Saved data entries
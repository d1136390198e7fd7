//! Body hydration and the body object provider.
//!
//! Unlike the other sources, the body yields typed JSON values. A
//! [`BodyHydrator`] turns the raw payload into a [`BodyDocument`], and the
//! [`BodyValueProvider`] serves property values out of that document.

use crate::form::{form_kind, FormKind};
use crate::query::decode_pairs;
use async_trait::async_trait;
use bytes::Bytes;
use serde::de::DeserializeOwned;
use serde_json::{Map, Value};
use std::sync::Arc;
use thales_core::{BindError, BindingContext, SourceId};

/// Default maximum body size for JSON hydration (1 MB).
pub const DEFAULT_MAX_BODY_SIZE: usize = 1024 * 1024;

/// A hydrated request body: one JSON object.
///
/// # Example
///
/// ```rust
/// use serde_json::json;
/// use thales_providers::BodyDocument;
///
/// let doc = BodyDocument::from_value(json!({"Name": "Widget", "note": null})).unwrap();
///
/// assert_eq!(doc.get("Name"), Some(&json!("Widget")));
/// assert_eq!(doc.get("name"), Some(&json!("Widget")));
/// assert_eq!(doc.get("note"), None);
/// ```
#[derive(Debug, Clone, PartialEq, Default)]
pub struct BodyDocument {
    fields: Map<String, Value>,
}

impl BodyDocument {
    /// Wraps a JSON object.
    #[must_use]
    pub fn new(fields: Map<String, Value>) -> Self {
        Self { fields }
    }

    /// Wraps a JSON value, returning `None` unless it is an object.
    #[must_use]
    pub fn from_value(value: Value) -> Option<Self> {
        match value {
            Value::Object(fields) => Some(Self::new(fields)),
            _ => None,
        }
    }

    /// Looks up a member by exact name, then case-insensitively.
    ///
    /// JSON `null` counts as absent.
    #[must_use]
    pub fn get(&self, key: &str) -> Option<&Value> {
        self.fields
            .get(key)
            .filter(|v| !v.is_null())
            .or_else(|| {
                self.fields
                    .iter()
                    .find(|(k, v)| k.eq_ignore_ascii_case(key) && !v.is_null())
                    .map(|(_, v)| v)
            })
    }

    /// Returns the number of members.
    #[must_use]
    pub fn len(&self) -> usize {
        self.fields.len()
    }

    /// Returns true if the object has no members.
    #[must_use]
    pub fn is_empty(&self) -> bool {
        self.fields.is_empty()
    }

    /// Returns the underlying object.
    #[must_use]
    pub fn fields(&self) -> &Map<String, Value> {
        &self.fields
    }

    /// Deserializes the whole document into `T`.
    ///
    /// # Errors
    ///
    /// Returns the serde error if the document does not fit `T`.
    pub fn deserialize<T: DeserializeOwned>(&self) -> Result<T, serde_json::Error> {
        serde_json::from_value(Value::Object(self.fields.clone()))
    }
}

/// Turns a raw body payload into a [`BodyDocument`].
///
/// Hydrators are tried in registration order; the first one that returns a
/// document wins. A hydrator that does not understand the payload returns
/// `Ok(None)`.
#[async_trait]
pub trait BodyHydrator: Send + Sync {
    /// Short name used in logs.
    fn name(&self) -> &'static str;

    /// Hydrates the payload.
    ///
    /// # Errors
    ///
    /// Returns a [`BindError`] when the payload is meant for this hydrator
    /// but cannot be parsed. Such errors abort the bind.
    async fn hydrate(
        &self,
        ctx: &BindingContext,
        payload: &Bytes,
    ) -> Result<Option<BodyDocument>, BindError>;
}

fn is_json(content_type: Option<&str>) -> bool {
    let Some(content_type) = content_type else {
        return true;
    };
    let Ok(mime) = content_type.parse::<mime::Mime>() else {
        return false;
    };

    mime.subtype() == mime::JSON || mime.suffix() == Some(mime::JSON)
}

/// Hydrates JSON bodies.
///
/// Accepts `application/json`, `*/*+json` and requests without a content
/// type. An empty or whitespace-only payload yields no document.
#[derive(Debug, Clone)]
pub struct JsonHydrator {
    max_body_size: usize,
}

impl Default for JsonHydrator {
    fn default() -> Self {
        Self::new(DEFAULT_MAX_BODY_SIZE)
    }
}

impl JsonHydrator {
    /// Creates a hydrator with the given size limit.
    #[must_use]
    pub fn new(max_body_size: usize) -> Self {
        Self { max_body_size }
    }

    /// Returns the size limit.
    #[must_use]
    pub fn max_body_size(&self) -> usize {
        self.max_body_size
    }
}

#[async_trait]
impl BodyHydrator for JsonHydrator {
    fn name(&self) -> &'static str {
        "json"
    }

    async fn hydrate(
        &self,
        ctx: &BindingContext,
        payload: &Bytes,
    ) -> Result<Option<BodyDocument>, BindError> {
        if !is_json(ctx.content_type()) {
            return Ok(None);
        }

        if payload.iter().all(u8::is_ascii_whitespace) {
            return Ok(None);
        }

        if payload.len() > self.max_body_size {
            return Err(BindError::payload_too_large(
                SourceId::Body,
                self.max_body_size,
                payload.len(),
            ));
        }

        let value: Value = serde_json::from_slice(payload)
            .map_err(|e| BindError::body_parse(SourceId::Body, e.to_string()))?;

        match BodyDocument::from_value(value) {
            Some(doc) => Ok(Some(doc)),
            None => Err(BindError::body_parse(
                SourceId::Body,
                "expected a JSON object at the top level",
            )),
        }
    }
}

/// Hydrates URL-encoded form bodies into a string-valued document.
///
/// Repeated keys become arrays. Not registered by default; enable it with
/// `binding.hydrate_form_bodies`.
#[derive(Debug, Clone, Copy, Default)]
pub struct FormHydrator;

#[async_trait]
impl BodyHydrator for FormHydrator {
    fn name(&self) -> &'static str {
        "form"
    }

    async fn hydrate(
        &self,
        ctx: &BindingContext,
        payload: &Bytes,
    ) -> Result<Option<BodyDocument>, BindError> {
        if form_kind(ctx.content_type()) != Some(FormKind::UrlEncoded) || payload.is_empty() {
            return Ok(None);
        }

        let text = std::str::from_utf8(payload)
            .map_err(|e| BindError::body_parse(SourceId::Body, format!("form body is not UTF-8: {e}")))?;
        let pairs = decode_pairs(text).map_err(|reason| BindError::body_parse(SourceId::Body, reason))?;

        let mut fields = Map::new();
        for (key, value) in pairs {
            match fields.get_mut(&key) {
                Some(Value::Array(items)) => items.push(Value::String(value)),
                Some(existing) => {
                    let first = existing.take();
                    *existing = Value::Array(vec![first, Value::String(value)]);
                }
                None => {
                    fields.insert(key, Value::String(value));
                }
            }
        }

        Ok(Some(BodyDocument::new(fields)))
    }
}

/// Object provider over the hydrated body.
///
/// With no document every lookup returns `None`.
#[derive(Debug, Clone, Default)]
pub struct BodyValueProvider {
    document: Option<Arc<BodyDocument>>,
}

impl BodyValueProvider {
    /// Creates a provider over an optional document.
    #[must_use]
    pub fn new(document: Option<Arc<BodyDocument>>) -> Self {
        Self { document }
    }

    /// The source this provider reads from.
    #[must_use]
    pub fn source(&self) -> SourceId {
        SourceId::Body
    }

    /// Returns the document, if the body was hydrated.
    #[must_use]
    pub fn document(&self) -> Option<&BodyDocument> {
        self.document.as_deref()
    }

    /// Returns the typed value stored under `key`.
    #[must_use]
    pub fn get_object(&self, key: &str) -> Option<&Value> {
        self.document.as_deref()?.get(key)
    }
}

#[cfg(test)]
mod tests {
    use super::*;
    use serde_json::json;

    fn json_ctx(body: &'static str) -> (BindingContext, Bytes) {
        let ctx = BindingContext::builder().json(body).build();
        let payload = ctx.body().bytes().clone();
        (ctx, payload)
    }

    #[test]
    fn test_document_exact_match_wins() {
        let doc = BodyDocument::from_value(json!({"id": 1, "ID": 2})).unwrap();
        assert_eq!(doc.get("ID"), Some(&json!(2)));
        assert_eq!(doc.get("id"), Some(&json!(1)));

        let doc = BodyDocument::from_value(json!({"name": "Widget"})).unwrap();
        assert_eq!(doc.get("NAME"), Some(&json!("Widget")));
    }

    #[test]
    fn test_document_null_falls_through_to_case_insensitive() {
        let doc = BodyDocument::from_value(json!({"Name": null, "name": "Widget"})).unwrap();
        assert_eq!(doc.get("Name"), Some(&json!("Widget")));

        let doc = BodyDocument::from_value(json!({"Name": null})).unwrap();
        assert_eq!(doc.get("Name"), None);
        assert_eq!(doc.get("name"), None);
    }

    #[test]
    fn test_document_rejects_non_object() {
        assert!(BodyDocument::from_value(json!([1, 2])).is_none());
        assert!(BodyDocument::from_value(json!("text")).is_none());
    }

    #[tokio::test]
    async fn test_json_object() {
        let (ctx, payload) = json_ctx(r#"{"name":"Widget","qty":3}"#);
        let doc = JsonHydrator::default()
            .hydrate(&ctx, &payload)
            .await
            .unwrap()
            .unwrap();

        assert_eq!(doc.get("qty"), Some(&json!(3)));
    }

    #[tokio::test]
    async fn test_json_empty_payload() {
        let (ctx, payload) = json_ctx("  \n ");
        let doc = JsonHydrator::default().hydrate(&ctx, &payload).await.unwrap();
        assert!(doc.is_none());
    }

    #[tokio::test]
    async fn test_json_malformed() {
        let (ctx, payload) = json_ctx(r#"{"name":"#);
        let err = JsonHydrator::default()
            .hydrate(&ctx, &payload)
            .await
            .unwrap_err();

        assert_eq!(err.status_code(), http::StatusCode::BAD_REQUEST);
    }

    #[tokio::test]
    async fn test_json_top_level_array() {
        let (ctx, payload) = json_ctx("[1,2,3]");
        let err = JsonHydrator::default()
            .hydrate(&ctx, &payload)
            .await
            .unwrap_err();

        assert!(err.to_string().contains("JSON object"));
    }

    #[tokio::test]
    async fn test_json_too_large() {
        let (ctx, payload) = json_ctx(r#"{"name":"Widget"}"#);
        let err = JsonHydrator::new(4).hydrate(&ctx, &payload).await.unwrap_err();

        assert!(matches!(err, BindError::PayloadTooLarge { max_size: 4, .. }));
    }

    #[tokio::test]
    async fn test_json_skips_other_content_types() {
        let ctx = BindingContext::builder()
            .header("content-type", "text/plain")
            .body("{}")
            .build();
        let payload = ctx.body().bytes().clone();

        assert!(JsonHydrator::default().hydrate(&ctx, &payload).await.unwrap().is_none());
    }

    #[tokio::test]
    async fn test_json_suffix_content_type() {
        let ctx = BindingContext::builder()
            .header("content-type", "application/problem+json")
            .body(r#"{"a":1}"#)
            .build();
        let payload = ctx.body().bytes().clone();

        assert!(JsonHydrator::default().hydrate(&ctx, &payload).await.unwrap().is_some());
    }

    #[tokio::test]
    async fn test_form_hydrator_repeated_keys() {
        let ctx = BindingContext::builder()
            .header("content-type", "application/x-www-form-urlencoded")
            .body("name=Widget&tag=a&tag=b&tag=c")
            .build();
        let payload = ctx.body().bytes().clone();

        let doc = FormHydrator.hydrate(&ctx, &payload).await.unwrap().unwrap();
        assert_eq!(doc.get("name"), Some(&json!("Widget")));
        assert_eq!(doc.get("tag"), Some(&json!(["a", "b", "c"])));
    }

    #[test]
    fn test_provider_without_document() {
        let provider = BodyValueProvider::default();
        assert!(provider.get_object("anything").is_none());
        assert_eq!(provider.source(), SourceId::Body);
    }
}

Prompt: Collect the lines of the records that include the string "iter".

Exercise solution:
                    .iter()
        if payload.iter().all(u8::is_ascii_whitespace) {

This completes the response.